(Excerpts from a dataset)
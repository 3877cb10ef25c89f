pub mod access;
pub mod analytics;
pub mod course;
pub mod enrollment;
pub mod error;
pub mod progress;
pub mod quiz;
pub mod reports;
pub mod roles;
pub mod task;
pub mod types;
pub mod versioning;
//! Course lifecycle: status machine, visibility, and publish checklist.
//!
//! ```text
//! draft ──publish──▶ published ──archive──▶ archived
//!                     │                       │
//!                     └─deprecate─▶ deprecated◀┘
//! ```

use serde::{Deserialize, Serialize};

use crate::error::{CoreError, CONFLICT_INVALID_STATUS_TRANSITION, CONFLICT_PUBLISH_REQUIREMENTS_UNMET};

// ---------------------------------------------------------------------------
// Constants
// ---------------------------------------------------------------------------

pub const STATUS_DRAFT: &str = "draft";
pub const STATUS_PUBLISHED: &str = "published";
pub const STATUS_ARCHIVED: &str = "archived";
pub const STATUS_DEPRECATED: &str = "deprecated";

pub const VALID_COURSE_STATUSES: &[&str] = &[
    STATUS_DRAFT,
    STATUS_PUBLISHED,
    STATUS_ARCHIVED,
    STATUS_DEPRECATED,
];

pub const VISIBILITY_PRIVATE: &str = "private";
pub const VISIBILITY_INTERNAL: &str = "internal";
pub const VISIBILITY_PUBLIC: &str = "public";

pub const VALID_VISIBILITIES: &[&str] = &[VISIBILITY_PRIVATE, VISIBILITY_INTERNAL, VISIBILITY_PUBLIC];

/// Maximum length for a course title.
pub const MAX_TITLE_LENGTH: usize = 200;

/// Maximum length for a course description or objectives block.
pub const MAX_TEXT_LENGTH: usize = 50_000;

/// Maximum length for a transition reason.
pub const MAX_REASON_LENGTH: usize = 2_000;

// ---------------------------------------------------------------------------
// Enums
// ---------------------------------------------------------------------------

#[derive(Debug, Clone, Copy, PartialEq, Eq, Hash, Serialize, Deserialize)]
#[serde(rename_all = "snake_case")]
pub enum CourseStatus {
    Draft,
    Published,
    Archived,
    Deprecated,
}

impl CourseStatus {
    /// Convert from a database string value.
    pub fn from_str_value(s: &str) -> Result<Self, CoreError> {
        match s {
            STATUS_DRAFT => Ok(Self::Draft),
            STATUS_PUBLISHED => Ok(Self::Published),
            STATUS_ARCHIVED => Ok(Self::Archived),
            STATUS_DEPRECATED => Ok(Self::Deprecated),
            _ => Err(CoreError::Validation(format!(
                "Invalid course status '{s}'. Must be one of: {}",
                VALID_COURSE_STATUSES.join(", ")
            ))),
        }
    }

    /// Convert to the database string value.
    pub fn as_str(&self) -> &'static str {
        match self {
            Self::Draft => STATUS_DRAFT,
            Self::Published => STATUS_PUBLISHED,
            Self::Archived => STATUS_ARCHIVED,
            Self::Deprecated => STATUS_DEPRECATED,
        }
    }

    /// Deprecated is the only terminal state.
    pub fn is_terminal(&self) -> bool {
        matches!(self, Self::Deprecated)
    }

    /// Edits to a course in this status produce a new version.
    pub fn is_versioned_on_edit(&self) -> bool {
        matches!(self, Self::Published)
    }
}

#[derive(Debug, Clone, Copy, PartialEq, Eq, Hash, Serialize, Deserialize)]
#[serde(rename_all = "snake_case")]
pub enum Visibility {
    Private,
    Internal,
    Public,
}

impl Visibility {
    pub fn from_str_value(s: &str) -> Result<Self, CoreError> {
        match s {
            VISIBILITY_PRIVATE => Ok(Self::Private),
            VISIBILITY_INTERNAL => Ok(Self::Internal),
            VISIBILITY_PUBLIC => Ok(Self::Public),
            _ => Err(CoreError::Validation(format!(
                "Invalid visibility '{s}'. Must be one of: {}",
                VALID_VISIBILITIES.join(", ")
            ))),
        }
    }

    pub fn as_str(&self) -> &'static str {
        match self {
            Self::Private => VISIBILITY_PRIVATE,
            Self::Internal => VISIBILITY_INTERNAL,
            Self::Public => VISIBILITY_PUBLIC,
        }
    }
}

// ---------------------------------------------------------------------------
// Status machine
// ---------------------------------------------------------------------------

/// Whether `from → to` is an edge of the course status machine.
pub fn is_valid_transition(from: CourseStatus, to: CourseStatus) -> bool {
    use CourseStatus::*;
    matches!(
        (from, to),
        (Draft, Published) | (Published, Archived) | (Published, Deprecated) | (Archived, Deprecated)
    )
}

/// Validate a requested status change.
///
/// Archive and deprecate are refused from draft; every non-edge is a conflict.
pub fn validate_transition(from: CourseStatus, to: CourseStatus) -> Result<(), CoreError> {
    if is_valid_transition(from, to) {
        return Ok(());
    }
    let message = if from == to {
        format!("Course is already {}", to.as_str())
    } else if from == CourseStatus::Draft {
        format!("A draft course cannot be moved to {}; publish it first", to.as_str())
    } else if from.is_terminal() {
        "Deprecated courses cannot change status".to_string()
    } else {
        format!("Cannot transition course from {} to {}", from.as_str(), to.as_str())
    };
    Err(CoreError::conflict_with_details(
        CONFLICT_INVALID_STATUS_TRANSITION,
        message,
        serde_json::json!({ "from": from.as_str(), "to": to.as_str() }),
    ))
}

/// Visibility a course must carry after entering `to`.
///
/// Deprecation forces the course private; other transitions keep `current`.
pub fn visibility_after_transition(to: CourseStatus, current: Visibility) -> Visibility {
    if to == CourseStatus::Deprecated {
        Visibility::Private
    } else {
        current
    }
}

// ---------------------------------------------------------------------------
// Publish checklist
// ---------------------------------------------------------------------------

/// Facts about a course gathered before publishing it.
#[derive(Debug, Clone, Default)]
pub struct PublishChecklist {
    pub title: String,
    pub description: String,
    pub learning_objectives: String,
    pub instructor_count: i64,
    pub task_count: i64,
}

impl PublishChecklist {
    /// Names of the unmet requirements, in a stable order.
    pub fn missing(&self) -> Vec<&'static str> {
        let mut missing = Vec::new();
        if self.title.trim().is_empty() {
            missing.push("title");
        }
        if self.description.trim().is_empty() {
            missing.push("description");
        }
        if self.learning_objectives.trim().is_empty() {
            missing.push("learning_objectives");
        }
        if self.instructor_count < 1 {
            missing.push("instructor");
        }
        if self.task_count < 1 {
            missing.push("task");
        }
        missing
    }
}

pub fn check_publishable(checklist: &PublishChecklist) -> Result<(), CoreError> {
    let missing = checklist.missing();
    if missing.is_empty() {
        return Ok(());
    }
    Err(CoreError::conflict_with_details(
        CONFLICT_PUBLISH_REQUIREMENTS_UNMET,
        format!("Course cannot be published; missing: {}", missing.join(", ")),
        serde_json::json!({ "missing": missing }),
    ))
}

// ---------------------------------------------------------------------------
// Field validation
// ---------------------------------------------------------------------------

pub fn validate_title(title: &str) -> Result<(), CoreError> {
    let trimmed = title.trim();
    if trimmed.is_empty() {
        return Err(CoreError::Validation("Course title must not be empty".into()));
    }
    if trimmed.chars().count() > MAX_TITLE_LENGTH {
        return Err(CoreError::Validation(format!(
            "Course title exceeds maximum length of {MAX_TITLE_LENGTH} characters"
        )));
    }
    Ok(())
}

pub fn validate_text_field(field: &str, value: &str) -> Result<(), CoreError> {
    if value.len() > MAX_TEXT_LENGTH {
        return Err(CoreError::Validation(format!(
            "{field} exceeds maximum length of {MAX_TEXT_LENGTH} characters"
        )));
    }
    Ok(())
}

pub fn validate_reason(reason: &str) -> Result<(), CoreError> {
    if reason.len() > MAX_REASON_LENGTH {
        return Err(CoreError::Validation(format!(
            "Reason exceeds maximum length of {MAX_REASON_LENGTH} characters"
        )));
    }
    Ok(())
}

#[cfg(test)]
mod tests {
    use assert_matches::assert_matches;

    use super::*;

    #[test]
    fn status_round_trip() {
        for s in VALID_COURSE_STATUSES {
            assert_eq!(CourseStatus::from_str_value(s).unwrap().as_str(), *s);
        }
        assert!(CourseStatus::from_str_value("live").is_err());
    }

    #[test]
    fn visibility_round_trip() {
        for s in VALID_VISIBILITIES {
            assert_eq!(Visibility::from_str_value(s).unwrap().as_str(), *s);
        }
        assert!(Visibility::from_str_value("secret").is_err());
    }

    #[test]
    fn machine_edges() {
        use CourseStatus::*;
        assert!(is_valid_transition(Draft, Published));
        assert!(is_valid_transition(Published, Archived));
        assert!(is_valid_transition(Published, Deprecated));
        assert!(is_valid_transition(Archived, Deprecated));

        assert!(!is_valid_transition(Draft, Archived));
        assert!(!is_valid_transition(Draft, Deprecated));
        assert!(!is_valid_transition(Archived, Published));
        assert!(!is_valid_transition(Deprecated, Published));
        assert!(!is_valid_transition(Published, Draft));
        assert!(!is_valid_transition(Published, Published));
    }

    #[test]
    fn draft_cannot_be_archived() {
        let err = validate_transition(CourseStatus::Draft, CourseStatus::Archived).unwrap_err();
        assert_matches!(
            err,
            CoreError::Conflict { reason: CONFLICT_INVALID_STATUS_TRANSITION, ref message, .. }
                if message.contains("publish it first")
        );
    }

    #[test]
    fn deprecated_is_terminal() {
        assert!(CourseStatus::Deprecated.is_terminal());
        let err =
            validate_transition(CourseStatus::Deprecated, CourseStatus::Archived).unwrap_err();
        assert!(err.to_string().contains("Deprecated courses"));
    }

    #[test]
    fn deprecation_forces_private() {
        assert_eq!(
            visibility_after_transition(CourseStatus::Deprecated, Visibility::Public),
            Visibility::Private
        );
        assert_eq!(
            visibility_after_transition(CourseStatus::Archived, Visibility::Public),
            Visibility::Public
        );
    }

    #[test]
    fn publish_checklist_reports_everything_missing() {
        let checklist = PublishChecklist::default();
        assert_eq!(
            checklist.missing(),
            vec!["title", "description", "learning_objectives", "instructor", "task"]
        );
        let err = check_publishable(&checklist).unwrap_err();
        assert_eq!(err.conflict_reason(), Some(CONFLICT_PUBLISH_REQUIREMENTS_UNMET));
    }

    #[test]
    fn publish_checklist_passes_when_complete() {
        let checklist = PublishChecklist {
            title: "Rust 101".into(),
            description: "Intro".into(),
            learning_objectives: "Ownership".into(),
            instructor_count: 1,
            task_count: 3,
        };
        assert!(check_publishable(&checklist).is_ok());
    }

    #[test]
    fn whitespace_title_rejected() {
        assert!(validate_title("   ").is_err());
        assert!(validate_title("Py 101").is_ok());
        assert!(validate_title(&"x".repeat(MAX_TITLE_LENGTH + 1)).is_err());
    }

    #[test]
    fn only_published_edits_are_versioned() {
        assert!(CourseStatus::Published.is_versioned_on_edit());
        assert!(!CourseStatus::Draft.is_versioned_on_edit());
    }
}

• _Your task_: Give back exactly the lines above starting at the line where "for s in VALID_VISIBILITIES" appears and ending at the line where "assert!(is_valid_transition(Published, Archived));" appears, both included, with no other lines.

• _Problem solution_:
        for s in VALID_VISIBILITIES {
            assert_eq!(Visibility::from_str_value(s).unwrap().as_str(), *s);
        }
        assert!(Visibility::from_str_value("secret").is_err());
    }

    #[test]
    fn machine_edges() {
        use CourseStatus::*;
        assert!(is_valid_transition(Draft, Published));
        assert!(is_valid_transition(Published, Archived));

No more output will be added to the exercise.